### WORK REQUEST
Determine the count of lines containing "when" in the entries below and return only that figure.

Saved entries
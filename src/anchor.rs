//! Surface anchors created from plane detection.
//!
//! Only vertical planes anchor content, and only one anchor exists at a time.

use log::{debug, info};

use crate::error::SceneError;
use crate::scene::{EntityId, NodeDesc, Pose, SceneGraph};

pub const ANCHOR_NAME: &str = "planeAnchor";

#[derive(Debug, Clone, Copy, PartialEq, Eq, Hash, PartialOrd, Ord)]
pub struct PlaneId(pub u64);

#[derive(Debug, Clone, Copy, PartialEq, Eq)]
pub enum PlaneAlignment {
    Vertical,
    Horizontal,
}

/// A plane reported by the tracking subsystem. The pose's local +Y axis is
/// the plane normal.
#[derive(Debug, Clone, Copy, PartialEq)]
pub struct DetectedPlane {
    pub id: PlaneId,
    pub alignment: PlaneAlignment,
    pub pose: Pose,
}

#[derive(Debug, Clone, Copy, PartialEq, Eq)]
pub struct Anchor {
    pub entity: EntityId,
    pub plane: PlaneId,
}

impl Anchor {
    pub fn pose(&self, scene: &SceneGraph) -> Option<Pose> {
        scene.get(self.entity).map(|n| n.local)
    }

    pub fn attach(&self, scene: &mut SceneGraph, child: NodeDesc) -> Result<EntityId, SceneError> {
        scene.spawn_child(self.entity, child)
    }
}

#[derive(Debug, Default)]
pub struct AnchorTracker {
    anchor: Option<Anchor>,
}

impl AnchorTracker {
    pub fn new() -> Self {
        Self::default()
    }

    pub fn anchor(&self) -> Option<Anchor> {
        self.anchor
    }

    /// Create the anchor for the first suitable plane. Returns it only when a
    /// new anchor was created.
    pub fn on_plane_detected(&mut self, scene: &mut SceneGraph, plane: &DetectedPlane) -> Option<Anchor> {
        if plane.alignment != PlaneAlignment::Vertical {
            debug!("ignoring {:?} plane {:?}", plane.alignment, plane.id);
            return None;
        }
        if self.anchor.is_some() {
            self.on_plane_updated(scene, plane);
            return None;
        }
        let entity = scene.spawn_root(NodeDesc::named(ANCHOR_NAME).with_pose(plane.pose));
        let anchor = Anchor {
            entity,
            plane: plane.id,
        };
        info!("anchored {entity} to vertical plane {:?}", plane.id);
        self.anchor = Some(anchor);
        Some(anchor)
    }

    /// Follow pose refinements of the anchored plane.
    pub fn on_plane_updated(&mut self, scene: &mut SceneGraph, plane: &DetectedPlane) -> bool {
        match self.anchor {
            Some(anchor) if anchor.plane == plane.id => {
                scene.set_local_pose(anchor.entity, plane.pose).is_ok()
            }
            _ => false,
        }
    }

    /// Drop the anchor (and its subtree) when its plane is lost.
    pub fn on_plane_lost(&mut self, scene: &mut SceneGraph, plane: PlaneId) -> Option<Vec<EntityId>> {
        let anchor = self.anchor.filter(|a| a.plane == plane)?;
        self.anchor = None;
        info!("plane {plane:?} lost, removing anchor {}", anchor.entity);
        Some(scene.despawn_recursive(anchor.entity))
    }
}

### RESPONSE
2